Multi-Primary Group Replication hangs on query too large
Hi,
i've set up 3 nodes, mysql 5.7.20 to act as multi-primary group replication. The nodes are geographically relocated in different places, they run under docker and communicate over vpn. No SSL involved.
I'm trying to dump a database from a single instance and recreate it to the group replication, via mysqldump. I use --compress --no-create-info --set-gtid-purged=OFF --add-locks --max-allowed-packet=2147483648 --quick --skip-opt --insert-ignore --skip-extended-insert -R , therefore producing a series of inserts, usually one row per query. At a certain point the insertion stops and the unique query running is stuck in "query end" state.
this is the table scheme interested:
CREATE TABLE `params` (
`id` bigint(20) unsigned NOT NULL,
`label` varchar(45) DEFAULT 'no_name',
`paramtype_id` int(10) unsigned NOT NULL,
`data` mediumblob,
`context_name` varchar(50) DEFAULT NULL,
`context_value` int(11) DEFAULT NULL,
PRIMARY KEY (`id`),
KEY `param_type_idx` (`paramtype_id`),
KEY `param_context_idx` (`context_name`,`context_value`)
) ENGINE=InnoDB DEFAULT CHARSET=latin
this is the configuration of the nodes:
[mysqld]
pid-file = /tmp/mysqld-2.pid
socket = /tmp/mysqld-2.sock
datadir = /tmp/mysqldata
log-error = /tmp/error-2.log
log-error-verbosity = 3
bind-address = 0.0.0.0
symbolic-links=0
port = 3307
report_host = 'mysql-2'
sql_mode = ''
gtid_mode = ON
enforce_gtid_consistency = ON
master_info_repository = TABLE
relay_log_info_repository = TABLE
binlog_checksum = NONE
log_slave_updates = ON
log_bin = binlog
binlog_format = ROW
transaction_write_set_extraction = XXHASH64
loose-group_replication_bootstrap_group = OFF
loose-group_replication_start_on_boot = OFF
loose-group_replication_ssl_mode = DISABLED
loose-group_replication_recovery_use_ssl = 0
loose-group_replication_group_name = "5AA8FEEE-3539-4308-9546-6D54F1949F46"
loose-group_replication_ip_whitelist = "10.0.0.0/16,0.0.0.0/16"
loose-group_replication_group_seeds = "10.0.1.101:33010,10.0.0.101:33010,10.0.3.104:33010"
loose-group_replication_single_primary_mode = OFF
loose-group_replication_enforce_update_everywhere_checks = ON
server_id = 2
loose-group_replication_local_address = "mysql-2:33010"

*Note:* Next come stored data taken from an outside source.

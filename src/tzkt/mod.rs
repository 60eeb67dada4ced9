mod provider;
mod types;

pub use provider::TzktProvider;
pub use types::{AccountRef, OperationStep, StepParameter};
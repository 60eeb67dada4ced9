pub mod config;
pub mod db;
pub mod heartbeat;
pub mod listener;
pub mod tzkt;
pub mod utils;
pub mod worker;

pub use config::Settings;
pub use db::Database;
pub use heartbeat::Heartbeat;
pub use listener::BlockListener;
pub use tzkt::TzktProvider;
pub use worker::{Aggregator, Indexer, PoolRegistry, PriceResolver};
use bigdecimal::BigDecimal;
use postgres_types::{FromSql, ToSql};

use crate::db::models::Pool;

/// One of the two fixed token slots of a pool.
#[derive(Debug, Clone, Copy, PartialEq, Eq)]
pub enum TokenSide {
    Token1,
    Token2,
}

impl TokenSide {
    pub const BOTH: [TokenSide; 2] = [TokenSide::Token1, TokenSide::Token2];
}

/// Classified transaction kind, stored as the `transaction_type` enum.
///
/// The swap variants name the swapped-in side (the token the trader
/// supplied to the pool).
#[derive(Debug, Clone, Copy, PartialEq, Eq, ToSql, FromSql)]
#[postgres(name = "transaction_type")]
pub enum TransactionKind {
    #[postgres(name = "SWAP_TOKEN_1")]
    SwapToken1,
    #[postgres(name = "SWAP_TOKEN_2")]
    SwapToken2,
    #[postgres(name = "ADD_LIQUIDITY")]
    AddLiquidity,
    #[postgres(name = "REMOVE_LIQUIDITY")]
    RemoveLiquidity,
}

impl TransactionKind {
    pub fn is_swap(&self) -> bool {
        matches!(self, Self::SwapToken1 | Self::SwapToken2)
    }

    /// The swapped-in side, if this is a swap.
    pub fn swapped_in(&self) -> Option<TokenSide> {
        match self {
            Self::SwapToken1 => Some(TokenSide::Token1),
            Self::SwapToken2 => Some(TokenSide::Token2),
            _ => None,
        }
    }
}

/// A (token1, token2) pair of decimal quantities.
///
/// Used for amounts, reserves, fees, prices and USD values so the per-side
/// bookkeeping in the aggregation engine stays uniform.
#[derive(Debug, Clone, Default)]
pub struct AmountPair {
    pub token1: BigDecimal,
    pub token2: BigDecimal,
}

impl AmountPair {
    pub fn new(token1: BigDecimal, token2: BigDecimal) -> Self {
        Self { token1, token2 }
    }

    pub fn side(&self, side: TokenSide) -> &BigDecimal {
        match side {
            TokenSide::Token1 => &self.token1,
            TokenSide::Token2 => &self.token2,
        }
    }
}

/// Canonical post-classification transaction record.
///
/// Constructed once per qualifying operation step and persisted exactly
/// once (the classifier's idempotency gate on `id` guarantees uniqueness);
/// never mutated after insert.
#[derive(Debug, Clone)]
pub struct TransactionRecord {
    /// Operation id, unique and monotonically increasing across the chain
    pub id: i64,
    pub hash: String,
    /// Epoch seconds
    pub timestamp: i64,
    /// Originating account (initiator when present, sender otherwise)
    pub account: String,
    pub pool: Pool,
    pub kind: TransactionKind,
    pub amounts: AmountPair,
    /// Pool reserves right after this transaction executed
    pub reserves: AmountPair,
    pub fees: AmountPair,
    pub prices: AmountPair,
    pub values: AmountPair,
    pub fee_values: AmountPair,
}

impl TransactionRecord {
    /// Whether `side` is the swapped-in side of this transaction.
    pub fn is_swap_in(&self, side: TokenSide) -> bool {
        self.kind.swapped_in() == Some(side)
    }

    /// USD value recorded on the transaction row: both sides for liquidity
    /// events, the swapped-in side only for swaps.
    pub fn recorded_value(&self) -> BigDecimal {
        match self.kind {
            TransactionKind::AddLiquidity | TransactionKind::RemoveLiquidity => {
                &self.values.token1 + &self.values.token2
            },
            TransactionKind::SwapToken1 => self.values.token1.clone(),
            TransactionKind::SwapToken2 => self.values.token2.clone(),
        }
    }
}

#[cfg(test)]
mod tests {
    use super::*;

    #[test]
    fn swapped_in_side() {
        assert_eq!(
            TransactionKind::SwapToken1.swapped_in(),
            Some(TokenSide::Token1)
        );
        assert_eq!(
            TransactionKind::SwapToken2.swapped_in(),
            Some(TokenSide::Token2)
        );
        assert_eq!(TransactionKind::AddLiquidity.swapped_in(), None);
        assert!(!TransactionKind::RemoveLiquidity.is_swap());
    }
}
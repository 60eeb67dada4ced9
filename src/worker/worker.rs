use std::sync::Arc;
use std::time::{Duration, Instant};

use anyhow::Context;
use log::{info, warn};

use crate::config::Settings;
use crate::db::models::{AmountPair, Pool, PoolCheckpoint, PoolKind, TransactionRecord};
use crate::tzkt::OperationStep;
use crate::utils::{round_stored, LevelCursor};
use crate::worker::{
    aggregator::Aggregator,
    classifier::{self, PoolGeneration},
    price_resolver::PriceResolver,
    registry::PoolRegistry,
};
use crate::{Database, TzktProvider};

/// Interval for logging progress updates
const PROGRESS_LOG_INTERVAL: Duration = Duration::from_secs(10);

/// The ingestion pipeline for one deployment.
///
/// Processes block levels strictly sequentially; within a level, pools
/// sequentially; within a pool, operations sequentially. The aggregate
/// updates read previous state before writing, so serializing the whole
/// walk removes any need for per-bucket locking.
pub struct Indexer {
    db: Arc<Database>,
    tzkt: Arc<TzktProvider>,
    registry: PoolRegistry,
    resolver: PriceResolver,
    aggregator: Aggregator,
    cursor: LevelCursor,
    tez_ctez_pool: String,
}

impl Indexer {
    pub fn new(db: Arc<Database>, tzkt: Arc<TzktProvider>, settings: Arc<Settings>) -> Self {
        let registry = PoolRegistry::new(
            db.clone(),
            Duration::from_secs(settings.indexer.registry_ttl_seconds),
        );
        let resolver = PriceResolver::new(db.clone(), settings.indexer.pricing_tree.clone());
        let aggregator = Aggregator::new(db.clone());
        let cursor = LevelCursor::new(
            settings.indexer.level_file.clone(),
            settings.indexer.indexing_start,
        );

        Self {
            db,
            tzkt,
            registry,
            resolver,
            aggregator,
            cursor,
            tez_ctez_pool: settings.indexer.tez_ctez_pool.clone(),
        }
    }

    /// Process every level from the cursor up to `target` and advance the
    /// cursor level by level, so a restart resumes where this pass ended.
    pub async fn process_up_to(&self, target: u64) -> anyhow::Result<()> {
        let pools = self.registry.get_pools().await?;

        let start = self.cursor.last_level().await? + 1;
        if start > target {
            return Ok(());
        }

        info!(
            "Processing levels {}..={} across {} pools",
            start,
            target,
            pools.len()
        );

        let mut last_progress_log = Instant::now();

        for level in start..=target {
            for pool in pools.values() {
                // A previous run may have covered this level for this pool
                // before crashing; the per-pool checkpoint makes the
                // range re-fetch idempotent
                if let Some(done) = self.db.postgres.get_last_indexed(&pool.address).await? {
                    if done >= level as i64 {
                        continue;
                    }
                }

                self.process_pool_level(pool, level)
                    .await
                    .with_context(|| {
                        format!("Processing pool {} at level {}", pool.address, level)
                    })?;

                self.db
                    .postgres
                    .set_last_indexed(&PoolCheckpoint::new(pool.address.clone(), level as i64))
                    .await?;
            }

            self.cursor.record(level).await?;

            if last_progress_log.elapsed() >= PROGRESS_LOG_INTERVAL {
                info!("Synced to level {} (target {})", level, target);
                last_progress_log = Instant::now();
            }
        }

        Ok(())
    }

    async fn process_pool_level(&self, pool: &Pool, level: u64) -> anyhow::Result<()> {
        let generation = PoolGeneration::for_pool(pool, &self.tez_ctez_pool);

        let hashes = self
            .tzkt
            .get_operation_hashes(&pool.address, generation.entrypoints(), level)
            .await?;

        for hash in hashes {
            let operation = self.tzkt.get_operation(&hash).await?;

            // Per-operation isolation: a malformed operation is logged and
            // skipped, it must not take the rest of the level down with it
            if let Err(e) = self.process_operation(&operation, pool, generation).await {
                warn!(
                    "Skipping operation {} (pool {}, level {}): {:#}",
                    hash, pool.address, level, e
                );
            }
        }

        Ok(())
    }

    /// Classify, price and record every qualifying step of one operation
    /// group.
    async fn process_operation(
        &self,
        operation: &[OperationStep],
        pool: &Pool,
        generation: PoolGeneration,
    ) -> anyhow::Result<()> {
        for (index, step) in operation.iter().enumerate() {
            if !step.targets(&pool.address) {
                continue;
            }
            let Some(entrypoint) = step.entrypoint() else {
                continue;
            };
            let Some(action) = generation.classify_entrypoint(entrypoint) else {
                continue;
            };

            // Idempotency gate: operation ids are unique across the whole
            // transaction log, so a known id means this operation was
            // already fully recorded, aggregate updates included
            if self.db.postgres.transaction_exists(step.id).await? {
                return Ok(());
            }

            // Zero-delta fee collections are deliberately not recorded
            let Some(kind) = classifier::resolve_kind(pool, step, action)? else {
                continue;
            };

            let token1_amount = classifier::token_amount(&pool.token1, operation, index)?;
            let token2_amount = classifier::token_amount(&pool.token2, operation, index)?;

            // Concentrated pools do not expose paired reserves in storage;
            // their current balances are queried directly instead
            let reserves = if pool.kind == PoolKind::Concentrated {
                let token1_reserve = self
                    .tzkt
                    .get_token_balance(&pool.token1, &pool.address)
                    .await?;
                let token2_reserve = self
                    .tzkt
                    .get_token_balance(&pool.token2, &pool.address)
                    .await?;
                AmountPair::new(token1_reserve, token2_reserve)
            } else {
                classifier::reserves_from_storage(step, pool)?
            };

            let timestamp = step
                .timestamp
                .context("Operation step has no timestamp")?
                .timestamp();
            let account = step
                .originator()
                .context("Operation step has no sender")?
                .to_string();

            let fees = AmountPair::new(
                pool.fee.amount(&token1_amount),
                pool.fee.amount(&token2_amount),
            );

            let mut txn = TransactionRecord {
                id: step.id,
                hash: step.hash.clone(),
                timestamp,
                account,
                pool: pool.clone(),
                kind,
                amounts: AmountPair::new(token1_amount, token2_amount),
                reserves,
                fees,
                prices: AmountPair::default(),
                values: AmountPair::default(),
                fee_values: AmountPair::default(),
            };

            let prices = self.resolver.resolve(&txn).await?;
            txn.values = AmountPair::new(
                round_stored(&txn.amounts.token1 * &prices.token1),
                round_stored(&txn.amounts.token2 * &prices.token2),
            );
            txn.fee_values = AmountPair::new(
                pool.fee.amount(&txn.values.token1),
                pool.fee.amount(&txn.values.token2),
            );
            txn.prices = prices;

            self.resolver.record_spot_prices(&txn).await?;
            self.aggregator.record(&txn).await?;
        }

        Ok(())
    }
}
use anyhow::bail;

/// On-chain token standard.
///
/// `Tez` is the sentinel for the chain's native asset; it has no contract
/// address and its transfers are recognized by a non-zero native amount on
/// an operation step.
#[derive(Debug, Clone, Copy, PartialEq, Eq)]
pub enum TokenStandard {
    Fa12,
    Fa2,
    Tez,
}

impl TokenStandard {
    pub fn from_db(s: &str) -> anyhow::Result<Self> {
        match s {
            "FA1.2" => Ok(Self::Fa12),
            "FA2" => Ok(Self::Fa2),
            "TEZ" => Ok(Self::Tez),
            other => bail!("Unknown token standard: {}", other),
        }
    }
}

/// Token metadata loaded from the registry (`token` table).
///
/// Immutable for the lifetime of a processing run.
#[derive(Debug, Clone)]
pub struct Token {
    /// Registry row id, used as the foreign key in aggregate tables
    pub id: i64,
    pub name: String,
    pub symbol: String,
    pub decimals: u8,
    pub standard: TokenStandard,
    /// Contract address; absent for the native asset
    pub address: Option<String>,
    /// FA2 sub-id; absent for FA1.2 and the native asset
    pub token_id: Option<i64>,
}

innodb_flush_log_at_trx_commit = 2
innodb_log_file_size="512MB"
innodb_flush_method = "O_DIRECT"
innodb_flush_log_at_timeout=1800
binlog_row_image=minimal
slave_parallel_workers=10
innodb_buffer_pool_size = 12884901888
slave_parallel_type = 'LOGICAL_CLOCK'
slave_preserve_commit_order=1
transaction_isolation='READ-COMMITTED'
max_allowed_packet = 4294967296
i isolated the problematic query, it is trying to insert a row of about 7.3Mb size. Trying to execute the query alone, after ~100 seconds the query is in "query end" state, the log repeat indefinitely the two messages:
2018-01-03T17:16:40.979825Z 0 [Warning] Plugin group_replication reported: 'The member with address mysql-3:33006 has already sent the stable set. Therefore discarding the second message.'
2018-01-03T17:16:52.913010Z 0 [Warning] Plugin group_replication reported: 'The member with address mysql-1:33006 has already sent the stable set. Therefore discarding the second message.'
also, the network is busy sending the same query over and over again. I let the query run for 8 hours, and it just didn't stop, always repeating itself to the network. The only way to halt the process is stopping the group_replication plugin.
I'm pretty sure i miss some parameter and i have to tune it better. during my tries, i discovered that increasing innodb_buffer_pool_size had some sort of effect for smaller queries. I increased it a lot but then i'm stuck again. Any suggestion?